Similarly, we are adding capabilities for members themselves to manage their memberships (through the keychain) as well as stop or change any recurring memberships.
Decentralization and economic incentives
The Public Lock contract now includes a function called renewMembershipFor that can be called by anyone to renew an existing membership. This function will only succeed if the price and duration on the lock are unchanged from when the owner of that membership purchased it for themselves, as well as if the key is actually expired.
If it succeeds, this function will withdraw from the key owner’s ERC20 balance, and extend the expiration for that specific key. The lock will issue a token transfer to the sender in order to cover the gas spent. Additionally, that function also takes a referrer argument and will yield UDT token to that address in order to distribute ownership and governance of the protocol.

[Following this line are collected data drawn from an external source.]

//! End-to-end coverage of the dispatch chain using two full nodes
//! talking to each other through a shared in-memory switch fabric, and
//! the demo ed25519 + AES-256-GCM outer-session implementation.

use std::sync::{Arc, Mutex, RwLock};

use ducttape::address::Address;
use ducttape::content_session::{KeyedSessionManager, SessionManager};
use ducttape::context::{Context, DispatcherConfig};
use ducttape::crypto::CryptoConfig;
use ducttape::demo_crypto::Ed25519CryptoAuth;
use ducttape::dispatcher::Dispatcher;
use ducttape::frame::Frame;
use ducttape::ipv6::Ipv6Header;
use ducttape::outer_session::CryptoAuth;
use ducttape::router::{DhtMessage, RouterModule, Route};
use ducttape::switch::SwitchInterface;
use ducttape::tunnel::TunnelInterface;

/// A one-directional wire to a single peer node, ignoring the label
/// entirely (there is only ever one possible destination).
struct TwoNodeSwitch {
    peer: RwLock<Option<Arc<Dispatcher>>>,
}

impl TwoNodeSwitch {
    fn new() -> Arc<Self> {
        Arc::new(TwoNodeSwitch { peer: RwLock::new(None) })
    }

    fn connect(&self, peer: Arc<Dispatcher>) {
        *self.peer.write().unwrap() = Some(peer);
    }
}

impl SwitchInterface for TwoNodeSwitch {
    fn send_message(&self, frame: Frame) -> ducttape::Result<()> {
        let peer = self.peer.read().unwrap().clone().expect("peer connected");
        peer.incoming_from_switch(frame)
    }
}

#[derive(Default)]
struct RecordingTunnel {
    delivered: Mutex<Vec<Vec<u8>>>,
}

impl TunnelInterface for RecordingTunnel {
    fn deliver(&self, frame: Frame) -> ducttape::Result<()> {
        self.delivered.lock().unwrap().push(frame.bytes().to_vec());
        Ok(())
    }
}

#[derive(Default)]
struct StaticRouter {
    routes: RwLock<std::collections::HashMap<[u8; 16], Route>>,
    received: Mutex<Vec<DhtMessage>>,
}

impl RouterModule for StaticRouter {
    fn get_best(&self, destination_ip6: &[u8; 16]) -> Option<Route> {
        self.routes.read().unwrap().get(destination_ip6).copied()
    }
    fn add_node(&self, peer: Address, label: u64) {
        self.routes.write().unwrap().insert(peer.ip6, Route { label, peer_public_key: peer.public_key });
    }
    fn broken_path(&self, _label: u64) {}
    fn handle_incoming(&self, message: DhtMessage) -> ducttape::Result<()> {
        self.received.lock().unwrap().push(message);
        Ok(())
    }
}

struct Node {
    dispatcher: Arc<Dispatcher>,
    tunnel: Arc<RecordingTunnel>,
    router: Arc<StaticRouter>,
    content_sessions: Arc<KeyedSessionManager>,
    address: Address,
}

fn build_node(seed: u8, switch: Arc<TwoNodeSwitch>) -> Node {
    let crypto_auth = Arc::new(Ed25519CryptoAuth::from_seed([seed; 32]));
    let public_key = crypto_auth.our_public_key();
    let address = Address::from_authenticated_key(public_key, seed as u64).unwrap();

    let tunnel = Arc::new(RecordingTunnel::default());
    let router = Arc::new(StaticRouter::default());
    let content_sessions = Arc::new(KeyedSessionManager::new(CryptoConfig::ChaCha20Poly1305(String::new())));

    let ctx = Context::new(
        address,
        crypto_auth,
        switch,
        tunnel.clone(),
        router.clone(),
        content_sessions.clone(),
        DispatcherConfig::default(),
    );

    Node { dispatcher: Arc::new(Dispatcher::new(ctx)), tunnel, router, content_sessions, address }
}

fn wire_two_nodes() -> (Node, Node) {
    let switch_a_to_b = TwoNodeSwitch::new();
    let switch_b_to_a = TwoNodeSwitch::new();

    let node_a = build_node(1, switch_a_to_b.clone());
    let node_b = build_node(2, switch_b_to_a.clone());

    switch_a_to_b.connect(node_b.dispatcher.clone());
    switch_b_to_a.connect(node_a.dispatcher.clone());

    node_a.router.add_node(node_b.address, 0);
    node_b.router.add_node(node_a.address, 0);

    // A real CryptoAuth pins the peer's key as a side effect of a live
    // handshake; the demo implementation has no handshake to run, so the
    // outer sessions are pinned directly, as if that handshake had
    // already completed on both ends.
    node_a.dispatcher.pin_outer_session(0, node_b.address.public_key);
    node_b.dispatcher.pin_outer_session(0, node_a.address.public_key);

    node_a.content_sessions.set_key(node_b.address.ip6, [9u8; 32]);
    node_b.content_sessions.set_key(node_a.address.ip6, [9u8; 32]);

    (node_a, node_b)
}

#[test]
fn tunnel_to_tunnel_delivery_across_two_nodes() {
    // Exercises the full chain: a plaintext packet handed to node A's
    // tunnel comes out node B's tunnel, having crossed both crypto
    // layers and the switch fabric in between.
    let (node_a, node_b) = wire_two_nodes();

    let plaintext = b"hello from a".to_vec();
    let header = Ipv6Header {
        payload_length: plaintext.len() as u16,
        next_header: 59,
        hop_limit: 40,
        source: node_a.address.ip6,
        destination: node_b.address.ip6,
    };
    let mut frame = Frame::from_payload(&plaintext);
    header.prepend_to(&mut frame).unwrap();

    node_a.dispatcher.ip6_from_tun(frame).unwrap();

    let delivered = node_b.tunnel.delivered.lock().unwrap();
    assert_eq!(delivered.len(), 1);
    assert_eq!(&delivered[0][ducttape::ipv6::IPV6_HEADER_LEN..], &plaintext[..]);
}

#[test]
fn router_traffic_reaches_peers_router_module_not_tunnel() {
    let (node_a, node_b) = wire_two_nodes();

    node_a.dispatcher.send_router_message(&node_b.address, b"find-node".to_vec()).unwrap();

    assert!(node_b.tunnel.delivered.lock().unwrap().is_empty());
    let received = node_b.router.received.lock().unwrap();
    assert_eq!(received.len(), 1);
    assert_eq!(received[0].payload, b"find-node");
}

#[test]
fn unroutable_destination_is_rejected_before_touching_the_switch() {
    let (node_a, _node_b) = wire_two_nodes();
    let unknown = Address::from_authenticated_key([99u8; 32], 0).unwrap();

    let payload = b"nowhere".to_vec();
    let header = Ipv6Header {
        payload_length: payload.len() as u16,
        next_header: 59,
        hop_limit: 40,
        source: node_a.address.ip6,
        destination: unknown.ip6,
    };
    let mut frame = Frame::from_payload(&payload);
    header.prepend_to(&mut frame).unwrap();

    assert!(node_a.dispatcher.ip6_from_tun(frame).is_err());
}
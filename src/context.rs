//! The node's shared, long-lived state: its own identity, its
//! collaborators, and the registries keyed off switch label / peer
//! address (§9).
//!
//! Everything *per-frame* (which label a datagram arrived on, which
//! session decrypted it) is threaded through dispatcher method
//! arguments and local variables instead of living here — the original
//! design's global mutable scratch fields are replaced by an explicit,
//! stack-local record built fresh for each call (see
//! [`crate::dispatcher::DispatchState`]).

use std::sync::Arc;
use std::sync::atomic::{AtomicU64, Ordering};
use std::time::Duration;

use crate::address::Address;
use crate::content_session::SessionManager;
use crate::outer_session::{CryptoAuth, OuterSessionRegistry};
use crate::router::RouterModule;
use crate::switch::SwitchInterface;
use crate::tunnel::TunnelInterface;

/// Tunable knobs for a [`Context`] (§10.5).
#[derive(Debug, Clone, Copy)]
pub struct DispatcherConfig {
    /// Upper bound on concurrently-tracked outer sessions before the
    /// least-recently-used one is evicted.
    pub max_outer_sessions: usize,
    /// Outer sessions idle longer than this are evicted proactively.
    pub outer_session_idle_timeout: Duration,
    /// Hop-limit [`crate::dispatcher::Dispatcher::send_router_message`]
    /// stamps on an outgoing router-traffic frame. The router-traffic
    /// predicate requires `hop_limit == 0` on arrival, and
    /// [`crate::dispatcher::Dispatcher`]'s own forwarding path drops any
    /// frame whose hop-limit is already zero rather than relaying it, so
    /// `0` restricts router traffic to directly-connected peers. Raise
    /// this if router traffic needs to survive being relayed through
    /// other nodes running this core.
    pub router_traffic_initial_hop_limit: u8,
}

impl Default for DispatcherConfig {
    fn default() -> Self {
        DispatcherConfig {
            max_outer_sessions: 4096,
            outer_session_idle_timeout: Duration::from_secs(300),
            router_traffic_initial_hop_limit: 0,
        }
    }
}

/// The defaults embedders fall back to when no config file overrides
/// them (§10.3); computed once and shared rather than rebuilt per call.
pub static DEFAULT_CONFIG: once_cell::sync::Lazy<DispatcherConfig> =
    once_cell::sync::Lazy::new(DispatcherConfig::default);

/// Running counters for observability (§10.5). Cheap, lock-free,
/// snapshot-able; not a substitute for tracing spans, which carry
/// per-frame detail these aggregate away.
#[derive(Debug, Default)]
pub struct DispatcherStats {
    pub frames_from_switch: AtomicU64,
    pub frames_to_switch: AtomicU64,
    pub frames_for_me: AtomicU64,
    pub frames_from_tun: AtomicU64,
    pub frames_to_tun: AtomicU64,
    pub router_traffic_in: AtomicU64,
    pub router_traffic_out: AtomicU64,
    pub switch_control_frames: AtomicU64,
    pub decrypt_failures: AtomicU64,
    pub binding_failures: AtomicU64,
    pub route_misses: AtomicU64,
    pub hop_limit_exceeded: AtomicU64,
}

/// A point-in-time copy of [`DispatcherStats`], for logging/metrics
/// exporters that want a plain value rather than atomics.
#[derive(Debug, Clone, Copy, Default, PartialEq, Eq, serde::Serialize)]
pub struct StatsSnapshot {
    pub frames_from_switch: u64,
    pub frames_to_switch: u64,
    pub frames_for_me: u64,
    pub frames_from_tun: u64,
    pub frames_to_tun: u64,
    pub router_traffic_in: u64,
    pub router_traffic_out: u64,
    pub switch_control_frames: u64,
    pub decrypt_failures: u64,
    pub binding_failures: u64,
    pub route_misses: u64,
    pub hop_limit_exceeded: u64,
}

impl DispatcherStats {
    pub fn snapshot(&self) -> StatsSnapshot {
        StatsSnapshot {
            frames_from_switch: self.frames_from_switch.load(Ordering::Relaxed),
            frames_to_switch: self.frames_to_switch.load(Ordering::Relaxed),
            frames_for_me: self.frames_for_me.load(Ordering::Relaxed),
            frames_from_tun: self.frames_from_tun.load(Ordering::Relaxed),
            frames_to_tun: self.frames_to_tun.load(Ordering::Relaxed),
            router_traffic_in: self.router_traffic_in.load(Ordering::Relaxed),
            router_traffic_out: self.router_traffic_out.load(Ordering::Relaxed),
            switch_control_frames: self.switch_control_frames.load(Ordering::Relaxed),
            decrypt_failures: self.decrypt_failures.load(Ordering::Relaxed),
            binding_failures: self.binding_failures.load(Ordering::Relaxed),
            route_misses: self.route_misses.load(Ordering::Relaxed),
            hop_limit_exceeded: self.hop_limit_exceeded.load(Ordering::Relaxed),
        }
    }
}

impl StatsSnapshot {
    /// Renders the snapshot as JSON, for the same kind of status-endpoint
    /// embedders of this crate have historically exposed.
    pub fn to_json(&self) -> serde_json::Result<String> {
        serde_json::to_string(self)
    }
}

/// The node's collaborators and registries, shared (via `Arc`) between
/// the [`crate::dispatcher::Dispatcher`] and anything else that needs to
/// originate traffic (e.g. a router module calling back in).
pub struct Context {
    pub our_address: Address,
    pub switch: Arc<dyn SwitchInterface>,
    pub tunnel: Arc<dyn TunnelInterface>,
    pub router: Arc<dyn RouterModule>,
    pub content_sessions: Arc<dyn SessionManager>,
    pub outer_sessions: OuterSessionRegistry,
    pub stats: DispatcherStats,
    pub router_traffic_initial_hop_limit: u8,
}

impl Context {
    pub fn new(
        our_address: Address,
        crypto_auth: Arc<dyn CryptoAuth>,
        switch: Arc<dyn SwitchInterface>,
        tunnel: Arc<dyn TunnelInterface>,
        router: Arc<dyn RouterModule>,
        content_sessions: Arc<dyn SessionManager>,
        config: DispatcherConfig,
    ) -> Self {
        Context {
            our_address,
            switch,
            tunnel,
            router,
            content_sessions,
            outer_sessions: OuterSessionRegistry::new(
                crypto_auth,
                config.max_outer_sessions,
                config.outer_session_idle_timeout,
            ),
            stats: DispatcherStats::default(),
            router_traffic_initial_hop_limit: config.router_traffic_initial_hop_limit,
        }
    }
}
//! Plain (no-op) cipher implementation
//! 
//! This module provides a passthrough cipher that performs no encryption or decryption.
//! It's useful for development, testing, or scenarios where encryption is not required
//! but the cipher interface must be maintained for compatibility.
//! 
//! ⚠️ WARNING: This cipher provides NO security. Data is transmitted in plaintext.
//! Only use this in trusted networks or for testing purposes.

use crate::crypto::Block;

/// Plain cipher block (no encryption)
/// 
/// This is a no-op cipher that passes data through unchanged. Both encrypt and
/// decrypt operations are identity functions that simply return the input data.
/// 
/// # Use Cases
/// - Development and debugging
/// - Testing cipher interfaces
/// - Trusted internal networks where encryption overhead is unnecessary
/// - Baseline performance benchmarking
pub struct PlainBlock {}

impl PlainBlock {
    /// Creates a new plain cipher instance
    /// 
    /// No configuration is needed since this cipher performs no operations.
    pub fn new() -> Self {
        Self {}
    }
}

impl Block for PlainBlock {
    /// "Encrypts" data (no-op, returns data unchanged)
    /// 
    /// # Arguments
    /// * `_data` - Data to "encrypt" (unchanged)
    /// 
    /// # Returns
    /// * Always returns `Ok(())`
    fn encrypt(&self, _data: &mut Vec<u8>) -> crate::Result<()> {
        // No encryption performed
        Ok(())
    }

    /// "Decrypts" data (no-op, returns data unchanged)
    /// 
    /// # Arguments
    /// * `_data` - Data to "decrypt" (unchanged)
    /// 
    /// # Returns
    /// * Always returns `Ok(())`
    fn decrypt(&self, _data: &mut Vec<u8>) -> crate::Result<()> {
        // No decryption performed
        Ok(())
    }
}

impl Default for PlainBlock {
    fn default() -> Self {
        Self::new()
    }
}
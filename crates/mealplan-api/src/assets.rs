//! # Static Bundle Fallback
//!
//! When a prebuilt front-end bundle directory exists, every path no other
//! route claims is served from it. Paths with no matching file get the
//! bundle's `index.html` so client-side routing works.

use std::path::Path;

use axum::Router;
use tower_http::services::{ServeDir, ServeFile};

use crate::state::AppState;

/// Attach the static fallback to `router` if `dir` is an existing directory.
pub fn attach(router: Router<AppState>, dir: Option<&Path>) -> Router<AppState> {
    match dir {
        Some(dir) if dir.is_dir() => {
            tracing::info!(dir = %dir.display(), "serving static bundle");
            let index = ServeFile::new(dir.join("index.html"));
            router.fallback_service(ServeDir::new(dir).fallback(index))
        }
        Some(dir) => {
            tracing::debug!(dir = %dir.display(), "no static bundle found");
            router
        }
        None => router,
    }
}
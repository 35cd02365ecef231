//! # Middleware
//!
//! Tower layers applied to the whole router:
//!
//! - `tracing_layer` — request/response spans via `tower_http::trace`.
//! - `cors` — permissive CORS so a separately served front end can call the API.

pub mod cors;
pub mod tracing_layer;
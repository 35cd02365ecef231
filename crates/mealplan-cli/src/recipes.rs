//! # Recipes Subcommand
//!
//! - `list` — print every recipe with its id.
//! - `add` — append a recipe; `--title` and `--url` must be non-blank.

use anyhow::Result;
use clap::{Args, Subcommand};

use mealplan_core::{split_tags, DocumentStore, NewRecipe};

/// Arguments for the `mealplan recipes` subcommand.
#[derive(Args, Debug)]
pub struct RecipesArgs {
    #[command(subcommand)]
    pub command: RecipesCommand,
}

/// Recipe subcommands.
#[derive(Subcommand, Debug)]
pub enum RecipesCommand {
    /// List all recipes in insertion order.
    List {
        /// Print the recipes as JSON instead of one line each.
        #[arg(long)]
        json: bool,
    },

    /// Add a recipe.
    Add {
        #[arg(long)]
        title: String,
        #[arg(long)]
        url: String,
        /// Main protein (chicken, veg, beef, ...).
        #[arg(long, default_value = "")]
        protein: String,
        /// Comma-separated tags.
        #[arg(long, default_value = "")]
        tags: String,
        #[arg(long, default_value = "")]
        notes: String,
        #[arg(long)]
        kid_friendly: bool,
        #[arg(long)]
        gluten_free: bool,
    },
}

/// Execute the recipes subcommand.
pub fn run_recipes(args: &RecipesArgs, store: &dyn DocumentStore) -> Result<u8> {
    match &args.command {
        RecipesCommand::List { json } => cmd_list(store, *json),
        RecipesCommand::Add {
            title,
            url,
            protein,
            tags,
            notes,
            kid_friendly,
            gluten_free,
        } => {
            let new = NewRecipe {
                title: title.clone(),
                url: url.clone(),
                tags: split_tags(tags),
                notes: notes.clone(),
                protein: protein.clone(),
                kid_friendly: *kid_friendly,
                gluten_free: *gluten_free,
            };
            cmd_add(store, new)
        }
    }
}

fn cmd_list(store: &dyn DocumentStore, json: bool) -> Result<u8> {
    let document = crate::load(store)?;

    if json {
        println!("{}", serde_json::to_string_pretty(&document.recipes)?);
        return Ok(0);
    }

    if document.recipes.is_empty() {
        println!("No recipes yet.");
        return Ok(0);
    }
    println!("Recipes ({}):", document.recipes.len());
    for recipe in &document.recipes {
        let meta = recipe.meta_line();
        if meta.is_empty() {
            println!("  {}  {}", recipe.id, recipe.title);
        } else {
            println!("  {}  {} [{meta}]", recipe.id, recipe.title);
        }
        println!("      {}", recipe.url);
    }
    Ok(0)
}

fn cmd_add(store: &dyn DocumentStore, new: NewRecipe) -> Result<u8> {
    let recipe = crate::update(store, |doc| Ok(doc.add_recipe(new)?))?;
    tracing::info!(id = %recipe.id, title = %recipe.title, "recipe added");
    println!("OK: added recipe {} ({})", recipe.title, recipe.id);
    Ok(0)
}
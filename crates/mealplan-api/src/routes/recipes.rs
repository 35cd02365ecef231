//! # Recipes API
//!
//! - `GET /api/recipes` — every recipe, in creation order
//! - `POST /api/recipes` — add a recipe
//!
//! Recipes are append-only: there is no update or delete endpoint.

use axum::extract::rejection::JsonRejection;
use axum::extract::State;
use axum::routing::get;
use axum::{Json, Router};
use mealplan_core::{NewRecipe, Recipe};

use crate::error::AppError;
use crate::extractors::extract_validated_json;
use crate::state::AppState;

/// Build the recipes router.
pub fn router() -> Router<AppState> {
    Router::new().route("/api/recipes", get(list_recipes).post(create_recipe))
}

/// GET /api/recipes — List all recipes.
#[utoipa::path(
    get,
    path = "/api/recipes",
    responses(
        (status = 200, description = "All recipes", body = Vec<Recipe>),
    ),
    tag = "recipes"
)]
pub async fn list_recipes(State(state): State<AppState>) -> Result<Json<Vec<Recipe>>, AppError> {
    Ok(Json(state.load()?.recipes))
}

/// POST /api/recipes — Add a recipe.
///
/// `title` and `url` are required; the rest default. Validation runs before
/// the document is loaded.
#[utoipa::path(
    post,
    path = "/api/recipes",
    request_body = NewRecipe,
    responses(
        (status = 200, description = "Recipe created", body = Recipe),
        (status = 400, description = "title and url required", body = crate::error::ErrorBody),
    ),
    tag = "recipes"
)]
pub async fn create_recipe(
    State(state): State<AppState>,
    body: Result<Json<NewRecipe>, JsonRejection>,
) -> Result<Json<Recipe>, AppError> {
    let new = extract_validated_json(body)?;
    let recipe = state.update(|doc| doc.add_recipe(new).map_err(AppError::from))?;
    tracing::info!(id = %recipe.id, title = %recipe.title, "recipe added");
    Ok(Json(recipe))
}
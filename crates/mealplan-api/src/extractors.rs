//! # Custom Extractors & Validation
//!
//! Provides the [`Validate`] trait for request DTOs and helpers that turn
//! JSON and form rejections into [`AppError::BadRequest`].

use axum::extract::rejection::{FormRejection, JsonRejection};
use axum::{Form, Json};
use mealplan_core::{NewRecipe, ValidationError};

use crate::error::AppError;

/// Request types with rules beyond what serde deserialization checks.
pub trait Validate {
    /// Check the rules, before anything touches the store.
    fn validate(&self) -> Result<(), ValidationError>;
}

impl Validate for NewRecipe {
    fn validate(&self) -> Result<(), ValidationError> {
        NewRecipe::validate(self)
    }
}

/// Extract a JSON body, mapping deserialization errors to [`AppError::BadRequest`].
///
/// Handlers take the extractor result directly:
/// ```ignore
/// async fn handler(body: Result<Json<T>, JsonRejection>) -> Result<..., AppError> {
///     let req = extract_json(body)?;
/// }
/// ```
pub fn extract_json<T>(result: Result<Json<T>, JsonRejection>) -> Result<T, AppError> {
    result
        .map(|Json(v)| v)
        .map_err(|err| AppError::BadRequest(err.body_text()))
}

/// Extract a JSON body and validate it using the [`Validate`] trait.
pub fn extract_validated_json<T: Validate>(
    result: Result<Json<T>, JsonRejection>,
) -> Result<T, AppError> {
    let value = extract_json(result)?;
    value.validate()?;
    Ok(value)
}

/// Extract an urlencoded form body.
pub fn extract_form<T>(result: Result<Form<T>, FormRejection>) -> Result<T, AppError> {
    result
        .map(|Form(v)| v)
        .map_err(|err| AppError::BadRequest(err.body_text()))
}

Unlock Inc. is already running a worker to issue transactions that will renew expired memberships. We expect other actors to issue similar workers. In that instance, and if 2 transactions are emitted to renew an expired key, only the first one to be mined will succeed (as the 2nd one will try to extend a key that is not expired anymore), resulting in a waste of gas. Using flash-bots and other MEV mechanisms provides the ability to avoid wasting gas in these scenarios.